HOW TO COMPLETE THIS TASK – Which lines in the data below contain the word "Uuid"? Copy each of them.

--- DATA PROVIDED ---

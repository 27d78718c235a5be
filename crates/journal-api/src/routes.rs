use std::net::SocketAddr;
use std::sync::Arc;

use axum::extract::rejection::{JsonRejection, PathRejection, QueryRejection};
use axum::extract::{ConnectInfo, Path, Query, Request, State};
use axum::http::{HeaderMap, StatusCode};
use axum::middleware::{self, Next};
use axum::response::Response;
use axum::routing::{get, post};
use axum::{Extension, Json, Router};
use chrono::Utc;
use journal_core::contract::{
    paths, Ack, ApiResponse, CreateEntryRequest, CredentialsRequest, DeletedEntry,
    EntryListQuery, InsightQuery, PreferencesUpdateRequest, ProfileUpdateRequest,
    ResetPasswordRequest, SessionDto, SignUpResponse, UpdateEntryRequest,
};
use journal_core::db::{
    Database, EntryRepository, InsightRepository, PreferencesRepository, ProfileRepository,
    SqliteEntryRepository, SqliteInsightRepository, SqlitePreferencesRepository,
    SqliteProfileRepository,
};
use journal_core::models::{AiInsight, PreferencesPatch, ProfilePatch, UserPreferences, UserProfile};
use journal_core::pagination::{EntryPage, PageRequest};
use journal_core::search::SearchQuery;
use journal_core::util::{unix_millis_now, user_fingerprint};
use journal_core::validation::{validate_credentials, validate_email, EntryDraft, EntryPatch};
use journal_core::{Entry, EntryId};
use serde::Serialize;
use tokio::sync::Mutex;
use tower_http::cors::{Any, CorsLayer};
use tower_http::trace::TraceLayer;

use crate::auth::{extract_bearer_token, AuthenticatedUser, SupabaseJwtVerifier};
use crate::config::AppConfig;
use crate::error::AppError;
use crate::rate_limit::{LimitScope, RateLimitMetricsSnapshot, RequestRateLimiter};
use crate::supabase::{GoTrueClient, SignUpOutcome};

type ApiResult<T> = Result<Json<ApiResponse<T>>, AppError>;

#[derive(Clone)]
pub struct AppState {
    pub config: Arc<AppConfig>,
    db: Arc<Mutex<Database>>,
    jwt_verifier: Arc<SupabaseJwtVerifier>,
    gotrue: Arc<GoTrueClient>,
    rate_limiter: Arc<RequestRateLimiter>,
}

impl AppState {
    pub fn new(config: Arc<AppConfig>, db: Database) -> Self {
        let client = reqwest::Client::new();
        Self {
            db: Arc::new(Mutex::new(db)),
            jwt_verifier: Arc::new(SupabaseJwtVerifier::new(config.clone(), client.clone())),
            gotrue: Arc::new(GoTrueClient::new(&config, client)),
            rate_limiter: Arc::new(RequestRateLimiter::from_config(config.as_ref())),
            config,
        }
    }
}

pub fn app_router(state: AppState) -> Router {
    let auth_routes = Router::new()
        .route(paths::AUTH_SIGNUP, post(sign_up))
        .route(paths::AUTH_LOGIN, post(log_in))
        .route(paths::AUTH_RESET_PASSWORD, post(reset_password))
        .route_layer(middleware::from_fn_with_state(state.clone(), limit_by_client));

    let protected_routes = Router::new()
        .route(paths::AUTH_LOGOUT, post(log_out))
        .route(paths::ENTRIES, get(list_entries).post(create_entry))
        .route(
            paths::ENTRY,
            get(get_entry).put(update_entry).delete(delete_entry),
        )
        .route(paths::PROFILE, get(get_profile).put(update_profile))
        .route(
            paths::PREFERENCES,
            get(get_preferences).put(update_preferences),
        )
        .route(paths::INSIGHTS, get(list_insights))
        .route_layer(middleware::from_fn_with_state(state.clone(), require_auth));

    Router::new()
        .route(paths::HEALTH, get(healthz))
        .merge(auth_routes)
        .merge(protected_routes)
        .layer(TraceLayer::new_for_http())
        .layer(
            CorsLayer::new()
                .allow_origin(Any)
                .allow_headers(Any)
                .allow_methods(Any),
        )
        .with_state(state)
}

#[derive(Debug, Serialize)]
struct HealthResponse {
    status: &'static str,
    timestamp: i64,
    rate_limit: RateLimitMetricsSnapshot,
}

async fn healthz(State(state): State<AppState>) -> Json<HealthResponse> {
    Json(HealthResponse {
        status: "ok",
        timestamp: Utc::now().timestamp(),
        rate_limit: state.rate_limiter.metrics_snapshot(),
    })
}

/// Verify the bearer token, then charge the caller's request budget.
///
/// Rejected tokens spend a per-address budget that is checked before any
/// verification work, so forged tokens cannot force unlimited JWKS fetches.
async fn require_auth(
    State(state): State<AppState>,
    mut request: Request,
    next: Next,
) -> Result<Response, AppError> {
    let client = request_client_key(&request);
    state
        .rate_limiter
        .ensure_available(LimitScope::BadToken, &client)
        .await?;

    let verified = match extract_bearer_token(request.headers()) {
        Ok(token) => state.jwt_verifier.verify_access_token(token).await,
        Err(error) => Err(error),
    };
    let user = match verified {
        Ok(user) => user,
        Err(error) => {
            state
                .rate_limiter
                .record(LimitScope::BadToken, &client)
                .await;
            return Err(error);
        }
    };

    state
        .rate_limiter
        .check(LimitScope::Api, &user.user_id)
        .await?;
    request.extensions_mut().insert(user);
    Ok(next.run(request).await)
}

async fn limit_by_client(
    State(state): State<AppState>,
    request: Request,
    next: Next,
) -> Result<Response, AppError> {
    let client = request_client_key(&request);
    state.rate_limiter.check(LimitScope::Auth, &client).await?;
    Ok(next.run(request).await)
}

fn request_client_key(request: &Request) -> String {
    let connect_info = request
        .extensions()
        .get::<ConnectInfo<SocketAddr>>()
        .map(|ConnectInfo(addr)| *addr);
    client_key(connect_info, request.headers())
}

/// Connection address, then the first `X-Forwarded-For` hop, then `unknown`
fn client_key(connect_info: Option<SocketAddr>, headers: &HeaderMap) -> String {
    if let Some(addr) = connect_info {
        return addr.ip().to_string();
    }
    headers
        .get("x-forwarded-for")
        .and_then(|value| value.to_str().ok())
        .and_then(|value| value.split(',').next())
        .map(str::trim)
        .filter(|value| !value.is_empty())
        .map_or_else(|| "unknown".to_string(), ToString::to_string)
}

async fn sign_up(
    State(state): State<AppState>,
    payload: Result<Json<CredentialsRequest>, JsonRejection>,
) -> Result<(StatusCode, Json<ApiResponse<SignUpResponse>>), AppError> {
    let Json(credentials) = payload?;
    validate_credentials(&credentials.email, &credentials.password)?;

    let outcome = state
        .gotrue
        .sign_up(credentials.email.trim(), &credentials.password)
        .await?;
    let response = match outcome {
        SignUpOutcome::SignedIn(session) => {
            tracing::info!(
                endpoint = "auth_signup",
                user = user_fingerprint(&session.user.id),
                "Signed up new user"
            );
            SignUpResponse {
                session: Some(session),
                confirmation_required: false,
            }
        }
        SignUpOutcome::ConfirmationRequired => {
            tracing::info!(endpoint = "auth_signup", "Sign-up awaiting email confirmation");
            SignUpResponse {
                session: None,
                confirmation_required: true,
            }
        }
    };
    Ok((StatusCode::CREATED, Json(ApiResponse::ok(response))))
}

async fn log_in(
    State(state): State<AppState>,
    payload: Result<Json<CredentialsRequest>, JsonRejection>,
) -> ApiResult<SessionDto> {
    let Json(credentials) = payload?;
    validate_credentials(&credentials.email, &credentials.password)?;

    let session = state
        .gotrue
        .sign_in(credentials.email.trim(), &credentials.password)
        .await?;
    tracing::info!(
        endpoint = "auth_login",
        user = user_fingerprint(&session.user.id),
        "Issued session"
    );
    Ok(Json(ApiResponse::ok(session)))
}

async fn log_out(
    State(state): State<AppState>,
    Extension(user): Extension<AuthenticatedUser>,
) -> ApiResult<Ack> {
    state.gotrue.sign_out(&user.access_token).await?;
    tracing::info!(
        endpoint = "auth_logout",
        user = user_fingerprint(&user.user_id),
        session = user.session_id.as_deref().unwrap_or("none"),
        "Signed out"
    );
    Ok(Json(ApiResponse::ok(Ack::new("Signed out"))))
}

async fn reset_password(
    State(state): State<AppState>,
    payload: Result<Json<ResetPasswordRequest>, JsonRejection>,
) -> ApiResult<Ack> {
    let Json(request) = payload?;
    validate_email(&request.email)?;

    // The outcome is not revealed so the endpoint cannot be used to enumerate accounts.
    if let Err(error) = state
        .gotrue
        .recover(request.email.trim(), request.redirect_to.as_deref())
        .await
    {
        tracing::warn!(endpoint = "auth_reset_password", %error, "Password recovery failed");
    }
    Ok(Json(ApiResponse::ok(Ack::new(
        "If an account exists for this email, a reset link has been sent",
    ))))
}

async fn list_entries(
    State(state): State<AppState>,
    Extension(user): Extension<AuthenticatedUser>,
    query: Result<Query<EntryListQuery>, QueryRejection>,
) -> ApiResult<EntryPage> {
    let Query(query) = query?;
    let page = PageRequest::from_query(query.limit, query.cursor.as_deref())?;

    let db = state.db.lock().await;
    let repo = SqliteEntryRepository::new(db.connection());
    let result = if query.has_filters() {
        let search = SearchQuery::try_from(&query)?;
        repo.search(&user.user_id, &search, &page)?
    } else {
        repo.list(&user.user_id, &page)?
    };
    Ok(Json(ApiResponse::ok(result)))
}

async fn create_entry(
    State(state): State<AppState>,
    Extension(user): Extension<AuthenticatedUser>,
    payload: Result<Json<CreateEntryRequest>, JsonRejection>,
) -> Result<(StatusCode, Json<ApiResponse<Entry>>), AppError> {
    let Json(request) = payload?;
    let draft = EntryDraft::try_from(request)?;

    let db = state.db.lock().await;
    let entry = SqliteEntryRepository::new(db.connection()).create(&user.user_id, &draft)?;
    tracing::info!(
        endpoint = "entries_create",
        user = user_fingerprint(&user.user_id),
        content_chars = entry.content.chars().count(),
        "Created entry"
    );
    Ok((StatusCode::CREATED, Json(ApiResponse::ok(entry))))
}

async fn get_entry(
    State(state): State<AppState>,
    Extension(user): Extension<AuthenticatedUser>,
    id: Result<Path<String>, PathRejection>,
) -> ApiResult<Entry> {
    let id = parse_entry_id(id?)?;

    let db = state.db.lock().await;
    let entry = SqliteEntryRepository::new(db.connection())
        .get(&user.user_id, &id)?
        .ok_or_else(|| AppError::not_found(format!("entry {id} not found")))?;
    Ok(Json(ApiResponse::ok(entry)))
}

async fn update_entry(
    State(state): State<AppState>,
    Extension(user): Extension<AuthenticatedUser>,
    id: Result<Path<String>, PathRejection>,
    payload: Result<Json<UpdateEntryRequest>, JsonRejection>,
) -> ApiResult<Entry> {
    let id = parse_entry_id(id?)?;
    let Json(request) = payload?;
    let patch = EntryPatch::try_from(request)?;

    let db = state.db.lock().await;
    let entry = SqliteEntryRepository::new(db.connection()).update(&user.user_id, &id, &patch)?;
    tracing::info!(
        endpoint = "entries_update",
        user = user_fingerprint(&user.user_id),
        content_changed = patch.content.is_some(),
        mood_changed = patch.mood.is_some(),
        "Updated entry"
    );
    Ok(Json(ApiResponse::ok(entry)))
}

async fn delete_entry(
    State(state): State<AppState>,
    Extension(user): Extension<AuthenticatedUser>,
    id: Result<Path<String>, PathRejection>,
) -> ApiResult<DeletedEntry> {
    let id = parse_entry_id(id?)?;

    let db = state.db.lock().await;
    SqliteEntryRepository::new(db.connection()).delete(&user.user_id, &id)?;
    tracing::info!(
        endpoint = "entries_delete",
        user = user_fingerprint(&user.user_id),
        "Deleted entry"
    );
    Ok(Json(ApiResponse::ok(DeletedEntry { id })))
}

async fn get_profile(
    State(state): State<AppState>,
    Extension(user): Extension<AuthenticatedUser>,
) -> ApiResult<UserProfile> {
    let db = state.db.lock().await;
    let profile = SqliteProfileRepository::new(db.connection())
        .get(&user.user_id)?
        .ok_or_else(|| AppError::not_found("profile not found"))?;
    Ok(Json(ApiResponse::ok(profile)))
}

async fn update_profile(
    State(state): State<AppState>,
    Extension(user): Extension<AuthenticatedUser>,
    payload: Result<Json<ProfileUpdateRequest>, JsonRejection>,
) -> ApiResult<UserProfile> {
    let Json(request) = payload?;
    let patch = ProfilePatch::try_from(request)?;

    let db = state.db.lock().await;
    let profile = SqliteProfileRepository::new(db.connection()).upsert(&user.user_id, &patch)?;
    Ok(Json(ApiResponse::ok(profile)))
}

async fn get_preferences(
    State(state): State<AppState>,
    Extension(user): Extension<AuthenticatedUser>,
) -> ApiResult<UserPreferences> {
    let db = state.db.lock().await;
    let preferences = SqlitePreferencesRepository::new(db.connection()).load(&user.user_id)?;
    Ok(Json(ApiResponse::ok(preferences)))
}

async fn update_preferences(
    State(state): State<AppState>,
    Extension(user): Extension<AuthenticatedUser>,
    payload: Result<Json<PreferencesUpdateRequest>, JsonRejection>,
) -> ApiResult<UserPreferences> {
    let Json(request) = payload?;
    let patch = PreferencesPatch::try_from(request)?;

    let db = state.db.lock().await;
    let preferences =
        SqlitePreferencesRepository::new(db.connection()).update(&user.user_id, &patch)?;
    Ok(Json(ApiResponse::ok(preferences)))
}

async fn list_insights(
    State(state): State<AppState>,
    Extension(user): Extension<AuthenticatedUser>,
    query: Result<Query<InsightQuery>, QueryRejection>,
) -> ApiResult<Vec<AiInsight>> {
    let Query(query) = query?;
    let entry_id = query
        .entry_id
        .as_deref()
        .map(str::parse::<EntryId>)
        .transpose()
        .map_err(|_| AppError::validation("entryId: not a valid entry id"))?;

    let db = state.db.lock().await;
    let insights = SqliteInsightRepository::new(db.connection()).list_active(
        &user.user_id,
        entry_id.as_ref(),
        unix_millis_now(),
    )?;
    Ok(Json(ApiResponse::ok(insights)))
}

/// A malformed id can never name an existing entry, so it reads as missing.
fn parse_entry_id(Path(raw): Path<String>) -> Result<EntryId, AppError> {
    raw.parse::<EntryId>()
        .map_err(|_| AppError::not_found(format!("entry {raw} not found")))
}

---
--- DATA PROVIDED ---

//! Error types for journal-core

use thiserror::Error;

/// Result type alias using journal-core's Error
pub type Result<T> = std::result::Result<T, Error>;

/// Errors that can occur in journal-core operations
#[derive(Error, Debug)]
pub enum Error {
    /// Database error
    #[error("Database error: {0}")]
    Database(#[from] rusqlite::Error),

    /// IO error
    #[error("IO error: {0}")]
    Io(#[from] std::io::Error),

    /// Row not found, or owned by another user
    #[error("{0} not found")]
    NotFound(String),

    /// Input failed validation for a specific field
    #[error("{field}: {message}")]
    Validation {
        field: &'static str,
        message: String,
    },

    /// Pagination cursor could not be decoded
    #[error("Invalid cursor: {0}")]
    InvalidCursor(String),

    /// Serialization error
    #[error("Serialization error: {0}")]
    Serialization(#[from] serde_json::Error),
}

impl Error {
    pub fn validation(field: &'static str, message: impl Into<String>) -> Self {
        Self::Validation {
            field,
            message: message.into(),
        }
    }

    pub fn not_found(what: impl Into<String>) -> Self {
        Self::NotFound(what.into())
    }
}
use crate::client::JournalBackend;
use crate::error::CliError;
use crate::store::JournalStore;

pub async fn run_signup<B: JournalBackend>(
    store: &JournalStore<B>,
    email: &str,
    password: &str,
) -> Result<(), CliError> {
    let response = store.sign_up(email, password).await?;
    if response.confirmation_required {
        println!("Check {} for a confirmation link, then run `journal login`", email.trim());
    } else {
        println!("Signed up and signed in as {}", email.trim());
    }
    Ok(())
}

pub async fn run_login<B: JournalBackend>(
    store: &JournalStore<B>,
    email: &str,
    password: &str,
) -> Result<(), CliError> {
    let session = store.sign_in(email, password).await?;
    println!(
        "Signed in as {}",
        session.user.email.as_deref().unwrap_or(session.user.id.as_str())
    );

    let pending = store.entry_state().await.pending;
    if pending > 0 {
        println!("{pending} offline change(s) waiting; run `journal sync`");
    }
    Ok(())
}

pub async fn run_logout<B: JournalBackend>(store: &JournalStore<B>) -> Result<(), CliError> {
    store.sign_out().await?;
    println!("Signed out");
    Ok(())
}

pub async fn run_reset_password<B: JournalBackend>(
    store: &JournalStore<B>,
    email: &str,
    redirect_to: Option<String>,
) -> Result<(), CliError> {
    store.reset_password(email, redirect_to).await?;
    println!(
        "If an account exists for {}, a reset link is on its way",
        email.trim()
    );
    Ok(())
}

---
--- DATA PROVIDED ---

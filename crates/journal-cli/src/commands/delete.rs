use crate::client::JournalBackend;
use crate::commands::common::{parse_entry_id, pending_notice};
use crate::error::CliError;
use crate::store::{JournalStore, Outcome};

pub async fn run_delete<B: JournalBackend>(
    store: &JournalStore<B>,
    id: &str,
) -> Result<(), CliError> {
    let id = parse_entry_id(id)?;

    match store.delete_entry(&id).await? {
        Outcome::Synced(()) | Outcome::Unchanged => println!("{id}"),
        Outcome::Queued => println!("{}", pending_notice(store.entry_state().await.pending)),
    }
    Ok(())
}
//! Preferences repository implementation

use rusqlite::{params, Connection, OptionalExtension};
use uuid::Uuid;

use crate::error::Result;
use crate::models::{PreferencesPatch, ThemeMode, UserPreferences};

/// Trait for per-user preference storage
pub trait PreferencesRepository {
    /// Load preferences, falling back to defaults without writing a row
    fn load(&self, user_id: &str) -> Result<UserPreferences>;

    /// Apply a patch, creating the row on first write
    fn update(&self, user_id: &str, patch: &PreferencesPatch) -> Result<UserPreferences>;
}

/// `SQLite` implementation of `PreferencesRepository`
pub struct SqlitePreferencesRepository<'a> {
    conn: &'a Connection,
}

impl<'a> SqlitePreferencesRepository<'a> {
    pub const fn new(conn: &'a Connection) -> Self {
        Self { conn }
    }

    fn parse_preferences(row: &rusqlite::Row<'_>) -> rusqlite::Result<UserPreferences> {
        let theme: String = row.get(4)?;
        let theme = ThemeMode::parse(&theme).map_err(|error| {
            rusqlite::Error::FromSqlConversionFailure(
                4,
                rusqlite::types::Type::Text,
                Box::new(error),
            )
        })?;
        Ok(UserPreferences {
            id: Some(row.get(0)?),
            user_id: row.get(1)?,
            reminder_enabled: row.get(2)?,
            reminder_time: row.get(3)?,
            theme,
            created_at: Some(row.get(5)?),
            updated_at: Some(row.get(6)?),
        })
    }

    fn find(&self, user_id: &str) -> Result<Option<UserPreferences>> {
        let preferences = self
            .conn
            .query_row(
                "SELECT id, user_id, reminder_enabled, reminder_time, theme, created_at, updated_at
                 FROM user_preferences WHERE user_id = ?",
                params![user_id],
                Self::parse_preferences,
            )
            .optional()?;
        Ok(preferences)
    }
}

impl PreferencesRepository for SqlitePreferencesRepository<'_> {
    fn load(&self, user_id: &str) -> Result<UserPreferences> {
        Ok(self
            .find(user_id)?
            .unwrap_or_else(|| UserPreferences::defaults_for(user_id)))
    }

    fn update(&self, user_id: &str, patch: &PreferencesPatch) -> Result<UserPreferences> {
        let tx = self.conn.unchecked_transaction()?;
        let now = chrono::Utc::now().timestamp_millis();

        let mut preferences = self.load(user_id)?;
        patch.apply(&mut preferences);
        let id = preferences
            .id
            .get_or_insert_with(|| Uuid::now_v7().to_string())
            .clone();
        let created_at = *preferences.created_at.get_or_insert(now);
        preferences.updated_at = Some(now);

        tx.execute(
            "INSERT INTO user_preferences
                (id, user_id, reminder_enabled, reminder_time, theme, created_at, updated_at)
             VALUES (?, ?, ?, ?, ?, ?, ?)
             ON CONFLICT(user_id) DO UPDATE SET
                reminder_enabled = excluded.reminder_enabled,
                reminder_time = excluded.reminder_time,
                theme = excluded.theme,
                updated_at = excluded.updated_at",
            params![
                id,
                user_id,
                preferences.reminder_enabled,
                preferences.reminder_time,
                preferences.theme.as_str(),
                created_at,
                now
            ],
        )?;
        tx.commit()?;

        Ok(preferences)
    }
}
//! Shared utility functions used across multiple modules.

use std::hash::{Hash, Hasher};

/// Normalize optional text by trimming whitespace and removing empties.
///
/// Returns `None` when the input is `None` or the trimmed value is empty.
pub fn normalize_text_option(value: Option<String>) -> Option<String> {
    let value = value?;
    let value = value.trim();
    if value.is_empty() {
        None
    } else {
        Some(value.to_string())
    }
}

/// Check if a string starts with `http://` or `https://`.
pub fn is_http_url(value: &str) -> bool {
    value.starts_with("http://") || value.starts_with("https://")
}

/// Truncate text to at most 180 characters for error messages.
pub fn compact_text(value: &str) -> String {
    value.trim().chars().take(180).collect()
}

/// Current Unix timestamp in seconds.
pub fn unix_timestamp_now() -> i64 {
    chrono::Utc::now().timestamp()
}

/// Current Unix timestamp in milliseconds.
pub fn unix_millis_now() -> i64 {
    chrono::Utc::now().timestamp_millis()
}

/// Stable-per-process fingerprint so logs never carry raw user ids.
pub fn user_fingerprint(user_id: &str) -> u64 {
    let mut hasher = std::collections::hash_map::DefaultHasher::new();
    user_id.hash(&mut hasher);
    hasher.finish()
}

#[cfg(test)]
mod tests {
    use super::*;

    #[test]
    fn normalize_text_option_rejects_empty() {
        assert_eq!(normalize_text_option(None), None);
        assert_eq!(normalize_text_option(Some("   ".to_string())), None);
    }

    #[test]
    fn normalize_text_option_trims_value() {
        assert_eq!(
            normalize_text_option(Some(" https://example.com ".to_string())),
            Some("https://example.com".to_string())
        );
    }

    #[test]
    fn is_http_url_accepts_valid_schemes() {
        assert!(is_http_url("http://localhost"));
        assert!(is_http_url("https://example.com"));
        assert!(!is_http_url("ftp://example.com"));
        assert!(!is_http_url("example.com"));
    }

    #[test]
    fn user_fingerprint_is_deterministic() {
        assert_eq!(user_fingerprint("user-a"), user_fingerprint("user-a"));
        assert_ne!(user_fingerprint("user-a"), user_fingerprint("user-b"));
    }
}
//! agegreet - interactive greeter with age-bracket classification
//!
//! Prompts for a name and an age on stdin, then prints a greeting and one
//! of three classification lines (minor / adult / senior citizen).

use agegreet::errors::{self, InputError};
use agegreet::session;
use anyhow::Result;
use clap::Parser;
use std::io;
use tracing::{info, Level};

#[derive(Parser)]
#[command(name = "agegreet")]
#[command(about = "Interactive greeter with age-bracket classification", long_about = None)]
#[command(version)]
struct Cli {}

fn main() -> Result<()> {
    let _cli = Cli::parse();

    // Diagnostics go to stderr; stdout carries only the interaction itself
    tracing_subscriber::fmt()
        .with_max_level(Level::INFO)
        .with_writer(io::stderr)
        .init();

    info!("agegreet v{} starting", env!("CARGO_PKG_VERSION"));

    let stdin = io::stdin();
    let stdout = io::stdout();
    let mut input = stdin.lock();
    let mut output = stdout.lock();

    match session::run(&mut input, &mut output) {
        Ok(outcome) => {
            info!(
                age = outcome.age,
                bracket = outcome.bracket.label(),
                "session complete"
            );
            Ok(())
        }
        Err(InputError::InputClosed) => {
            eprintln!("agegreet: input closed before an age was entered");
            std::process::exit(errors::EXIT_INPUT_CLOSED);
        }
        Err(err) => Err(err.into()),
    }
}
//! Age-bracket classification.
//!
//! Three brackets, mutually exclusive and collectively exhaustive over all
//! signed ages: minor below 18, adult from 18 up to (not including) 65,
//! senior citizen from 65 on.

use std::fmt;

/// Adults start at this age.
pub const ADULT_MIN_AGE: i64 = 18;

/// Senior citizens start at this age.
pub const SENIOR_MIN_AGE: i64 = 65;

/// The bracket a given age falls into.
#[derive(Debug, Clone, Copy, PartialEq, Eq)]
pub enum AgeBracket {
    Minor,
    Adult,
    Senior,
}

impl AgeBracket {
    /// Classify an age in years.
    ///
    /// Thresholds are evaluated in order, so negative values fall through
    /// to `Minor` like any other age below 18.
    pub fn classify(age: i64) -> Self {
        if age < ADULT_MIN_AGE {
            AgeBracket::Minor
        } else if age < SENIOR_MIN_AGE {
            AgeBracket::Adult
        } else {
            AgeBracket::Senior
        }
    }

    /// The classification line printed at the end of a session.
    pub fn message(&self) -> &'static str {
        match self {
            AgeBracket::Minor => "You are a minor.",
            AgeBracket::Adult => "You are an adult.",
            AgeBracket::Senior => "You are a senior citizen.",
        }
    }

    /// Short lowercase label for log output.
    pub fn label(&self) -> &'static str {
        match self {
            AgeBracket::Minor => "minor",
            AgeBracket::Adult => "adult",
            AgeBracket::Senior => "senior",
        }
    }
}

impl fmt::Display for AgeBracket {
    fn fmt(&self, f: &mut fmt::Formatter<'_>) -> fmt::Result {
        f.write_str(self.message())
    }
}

---

REPLY –
use uuid::Uuid;
            .get_or_insert_with(|| Uuid::now_v7().to_string())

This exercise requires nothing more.